English army officer and Whig politician

Ferdinando Forster (14 February 1670 – 23 August 1701) was an English army officer and Whig politician. He was murdered by John Fenwick following a political argument.

==Biography==
Forster was the third son of Sir William Forster of Bamburgh Castle and Dorothy, daughter and heiress of Sir William Selby of Twizell. He was named after his great-grandfather, Ferdinando Fairfax, 2nd Lord Fairfax of Cameron. He was educated at Durham School and St John's College, Cambridge, before entering Gray's Inn in 1686. The previous year, he had gained his first army commission in the Holland Regiment aged only 15. In 1688, he left his studies and returned to the army; he was promoted to captain in 1689, but he resigned this commission in 1691.

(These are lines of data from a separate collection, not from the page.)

impl CertificateService {
    pub(crate) fn new(
        registry: Arc<dyn RegistryClient>,
        policy: Arc<ValidityPolicy>,
        list: Arc<CertificateListView>,
        auditor: Auditor,
        clock: Clock,
    ) -> Self {
        Self {
            registry,
            policy,
            list,
            auditor,
            clock,
        }
    }

    /// Transitions worth offering to the signed-in user at all.
    pub fn permitted_transitions(&self, session: &Session) -> Vec<TransitionKind> {
        if !session.user.enabled {
            return vec![];
        }

        permission::permitted_transitions(session.user.role)
    }

    pub async fn upload(
        &self,
        session: &Session,
        input: UploadCertificateInput,
    ) -> Result<UploadedCertificate, ServiceError> {
        let details = json!({ "holderName": input.holder_name.trim() });
        let result = self.upload_inner(session, input).await;

        self.finish(session, TransitionKind::Upload, "certificate".to_owned(), details, result)
            .await
    }

    /// Direct issuance: the certificate is `VALID` straight away.
    pub async fn issue(
        &self,
        session: &Session,
        input: IssueCertificateInput,
    ) -> Result<IssuedCertificate, ServiceError> {
        let details = json!({
            "holderName": input.holder_name.trim(),
            "recipientUserId": input.recipient_user_id,
        });
        let result = self.issue_inner(session, input).await;

        self.finish(session, TransitionKind::Issue, "certificate".to_owned(), details, result)
            .await
    }

    pub async fn approve(
        &self,
        session: &Session,
        certificate: &Certificate,
        input: ExpirationInput,
    ) -> Result<(), ServiceError> {
        let result = self
            .expiration_inner(session, certificate, TransitionKind::Approve, input)
            .await;

        self.finish(
            session,
            TransitionKind::Approve,
            resource(certificate),
            serde_json::Value::Null,
            result,
        )
        .await
    }

    pub async fn reject(
        &self,
        session: &Session,
        certificate: &Certificate,
        input: RejectCertificateInput,
    ) -> Result<(), ServiceError> {
        let details = json!({ "allowReupload": input.allow_reupload });
        let result = self.reject_inner(session, certificate, input).await;

        self.finish(
            session,
            TransitionKind::Reject,
            resource(certificate),
            details,
            result,
        )
        .await
    }

    /// Resubmits a rejected certificate as a new `PENDING` record linked back to it. The
    /// rejected record is left untouched.
    pub async fn reupload(
        &self,
        session: &Session,
        certificate: &Certificate,
        input: ReuploadCertificateInput,
    ) -> Result<(), ServiceError> {
        let details = json!({ "useOriginalFile": input.use_original_file });
        let result = self.reupload_inner(session, certificate, input).await;

        self.finish(
            session,
            TransitionKind::Reupload,
            resource(certificate),
            details,
            result,
        )
        .await
    }

    pub async fn revoke(
        &self,
        session: &Session,
        certificate: &Certificate,
    ) -> Result<RevokedCertificate, ServiceError> {
        let result = self.revoke_inner(session, certificate).await;

        self.finish(
            session,
            TransitionKind::Revoke,
            resource(certificate),
            serde_json::Value::Null,
            result,
        )
        .await
    }

    pub async fn update_expiration(
        &self,
        session: &Session,
        certificate: &Certificate,
        input: ExpirationInput,
    ) -> Result<(), ServiceError> {
        let details = json!({
            "previousIssuedDate": certificate.issued_date.to_string(),
            "previousExpirationDate": certificate.expiration_date.map(|date| date.to_string()),
        });
        let result = self
            .expiration_inner(session, certificate, TransitionKind::UpdateExpiration, input)
            .await;

        self.finish(
            session,
            TransitionKind::UpdateExpiration,
            resource(certificate),
            details,
            result,
        )
        .await
    }

    /// Reassigns the certificate to another user. The previous holder is kept in the
    /// audit trail only.
    pub async fn transfer(
        &self,
        session: &Session,
        certificate: &Certificate,
        input: TransferCertificateInput,
    ) -> Result<TransferredCertificate, ServiceError> {
        let details = json!({
            "previousHolderId": certificate.holder_id,
            "previousHolderName": certificate.holder_name,
            "newUserId": input.new_user_id,
        });
        let result = self.transfer_inner(session, certificate, input).await;

        self.finish(
            session,
            TransitionKind::Transfer,
            resource(certificate),
            details,
            result,
        )
        .await
    }

    fn context(&self, session: &Session) -> TransitionContext {
        TransitionContext {
            actor: session.actor(),
            now: (self.clock)(),
        }
    }

    async fn finish<T>(
        &self,
        session: &Session,
        transition: TransitionKind,
        resource: String,
        details: serde_json::Value,
        result: Result<T, ServiceError>,
    ) -> Result<T, ServiceError> {
        self.auditor
            .record(session, transition.into(), resource.to_owned(), details, &result)
            .await;

        match &result {
            Ok(_) => {
                tracing::info!(%transition, %resource, "certificate transition succeeded");
                self.refresh(session).await;
            }
            Err(error) => {
                tracing::debug!(
                    %transition,
                    %resource,
                    %error,
                    kind = %error.kind(),
                    "certificate transition failed"
                );
                if error.requires_refresh() {
                    self.refresh(session).await;
                }
            }
        }

        result
    }

    async fn refresh(&self, session: &Session) {
        if let Err(error) = self.list.reload(session).await {
            tracing::warn!(%error, "failed to refresh certificate list");
        }
    }

    async fn upload_inner(
        &self,
        session: &Session,
        input: UploadCertificateInput,
    ) -> Result<UploadedCertificate, ServiceError> {
        let context = self.context(session);

        let intake = intake(input.file.as_ref(), &input.holder_name, &input.descriptor);
        begin(CreationEvent::Upload(intake), &context)?;
        let file = required_file(input.file)?;

        Ok(self
            .registry
            .upload_certificate(
                session,
                UploadCertificateRequest {
                    file,
                    holder_name: input.holder_name,
                    descriptor: input.descriptor,
                    issued_date: Some(input.issued_date.unwrap_or(context.now.date())),
                },
            )
            .await?)
    }

    async fn issue_inner(
        &self,
        session: &Session,
        input: IssueCertificateInput,
    ) -> Result<IssuedCertificate, ServiceError> {
        let context = self.context(session);
        let period = self
            .policy
            .resolve_period(session, input.descriptor.credential_type_id())
            .await;

        let state = begin(
            CreationEvent::Issue {
                intake: intake(input.file.as_ref(), &input.holder_name, &input.descriptor),
                issued_date: input.issued_date,
                period,
                choice: input.expiration,
            },
            &context,
        )?;
        let update = expiration_update(&state)?;
        let file = required_file(input.file)?;

        Ok(self
            .registry
            .issue_certificate(
                session,
                IssueCertificateRequest {
                    file,
                    holder_name: input.holder_name,
                    descriptor: input.descriptor,
                    issued_date: update.issued_date,
                    expiration_date: update.expiration_date,
                    validity_option_id: update.validity_option_id,
                    recipient_user_id: input.recipient_user_id,
                },
            )
            .await?)
    }

    /// Approval and expiration updates resolve the expiration the same way.
    async fn expiration_inner(
        &self,
        session: &Session,
        certificate: &Certificate,
        transition: TransitionKind,
        input: ExpirationInput,
    ) -> Result<(), ServiceError> {
        let context = self.context(session);
        let state = CertificateState::try_from(certificate)?;
        let period = self
            .policy
            .resolve_period(session, certificate.credential_type_id.as_ref())
            .await;

        let event = match transition {
            TransitionKind::Approve => CertificateEvent::Approve {
                issued_date: input.issued_date,
                period,
                choice: input.expiration,
            },
            _ => CertificateEvent::UpdateExpiration {
                issued_date: input.issued_date,
                period,
                choice: input.expiration,
            },
        };
        let update = expiration_update(apply(&state, event, &context)?.state())?;

        match transition {
            TransitionKind::Approve => {
                self.registry
                    .approve_certificate(session, &certificate.id, update)
                    .await?
            }
            _ => {
                self.registry
                    .update_expiration(session, &certificate.id, update)
                    .await?
            }
        }

        Ok(())
    }

    async fn reject_inner(
        &self,
        session: &Session,
        certificate: &Certificate,
        input: RejectCertificateInput,
    ) -> Result<(), ServiceError> {
        let state = CertificateState::try_from(certificate)?;
        apply(
            &state,
            CertificateEvent::Reject {
                reason: input.reason.to_owned(),
                allow_reupload: input.allow_reupload,
            },
            &self.context(session),
        )?;

        self.registry
            .reject_certificate(
                session,
                &certificate.id,
                input.reason.trim(),
                input.allow_reupload,
            )
            .await?;

        Ok(())
    }

    async fn reupload_inner(
        &self,
        session: &Session,
        certificate: &Certificate,
        input: ReuploadCertificateInput,
    ) -> Result<(), ServiceError> {
        let context = self.context(session);
        let state = CertificateState::try_from(certificate)?;

        let ambiguous_source = input.file.is_some() && input.use_original_file;
        let source = match input.file {
            Some(file) if !file.is_empty() => Some(ReuploadSource::NewFile(file)),
            Some(_) => None,
            None => input.use_original_file.then_some(ReuploadSource::OriginalFile),
        };

        apply(
            &state,
            CertificateEvent::Reupload {
                certificate_id: certificate.id.to_owned(),
                uploader: certificate.uploader_id.to_owned(),
                has_source: source.is_some(),
                note: input.note.to_owned(),
                pending_resubmission: self.list.has_pending_resubmission(&certificate.id).await,
            },
            &context,
        )?;
        if ambiguous_source {
            return Err(ServiceError::Validation(
                "Choose either a new file or the original file, not both".to_owned(),
            ));
        }
        let source = source.ok_or(TransitionError::MissingReuploadSource)?;
        non_blank(Some(input.holder_name.as_str()))
            .ok_or(TransitionError::MissingField("holderName"))?;
        if !input.descriptor.is_present() {
            return Err(TransitionError::MissingField("degree or credentialTypeId").into());
        }

        let issued_date = match source {
            ReuploadSource::OriginalFile => context.now.date(),
            ReuploadSource::NewFile(_) => input.issued_date.unwrap_or(context.now.date()),
        };

        self.registry
            .reupload_certificate(
                session,
                &certificate.id,
                ReuploadCertificateRequest {
                    source,
                    note: input.note,
                    holder_name: input.holder_name,
                    descriptor: input.descriptor,
                    issued_date,
                },
            )
            .await?;

        Ok(())
    }

    async fn revoke_inner(
        &self,
        session: &Session,
        certificate: &Certificate,
    ) -> Result<RevokedCertificate, ServiceError> {
        let context = self.context(session);
        let state = CertificateState::try_from(certificate)?;
        apply(
            &state,
            CertificateEvent::Revoke { at: context.now },
            &context,
        )?;

        Ok(self
            .registry
            .revoke_certificate(session, &certificate.id)
            .await?)
    }

    async fn transfer_inner(
        &self,
        session: &Session,
        certificate: &Certificate,
        input: TransferCertificateInput,
    ) -> Result<TransferredCertificate, ServiceError> {
        let state = CertificateState::try_from(certificate)?;
        apply(
            &state,
            CertificateEvent::Transfer {
                new_holder: input.new_user_id.to_owned(),
                note: input.note.to_owned(),
            },
            &self.context(session),
        )?;
        let new_user_id = input
            .new_user_id
            .ok_or(TransitionError::MissingField("newUserId"))?;

        let target = self
            .registry
            .get_user(session, &new_user_id)
            .await?
            .ok_or_else(|| RegistryError::NotFound(format!("User `{new_user_id}` not found")))?;
        if !target.enabled {
            return Err(ServiceError::Validation(format!(
                "User `{}` is disabled",
                target.id
            )));
        }

        Ok(self
            .registry
            .transfer_certificate(
                session,
                &certificate.id,
                TransferCertificateRequest {
                    new_user_id: target.id,
                    note: input.note.trim().to_owned(),
                    display_name_override: non_blank(input.display_name_override.as_deref())
                        .map(str::to_owned),
                },
            )
            .await?)
    }
}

In September 1700 he inherited the heavily indebted family estates from his deceased elder brother, William Forster. He also won election to the House of Commons of England as a Member of Parliament for Northumberland, a seat held previously his brother. He was returned as the MP at the January 1701 English general election and was listed as a Court supporter and among those who voted in favour of the extension of the Great Mortgage in the Act of Settlement 1701.

===Murder===
On 22 August 1701, while attending a dinner in Newcastle upon Tyne, he quarreled with another northern landowner, John Fenwick of Rock, who was singing High Tory songs and laments for Sir John Fenwick, 3rd Baronet. Forster commented that there were "too many such [i.e. Tories] in the House". The men were prevented from fighting at the dinner, but they met in Newcastle the following day in order to duel. Forster was killed in the ensuing skirmish, having slipped on the ground and then stabbed by Fenwick. Fenwick was arrested and executed for murder in Newcastle the following year; the authorities had to bar the city gates to prevent any attempt by Fenwick's supporters to rescue the condemned man.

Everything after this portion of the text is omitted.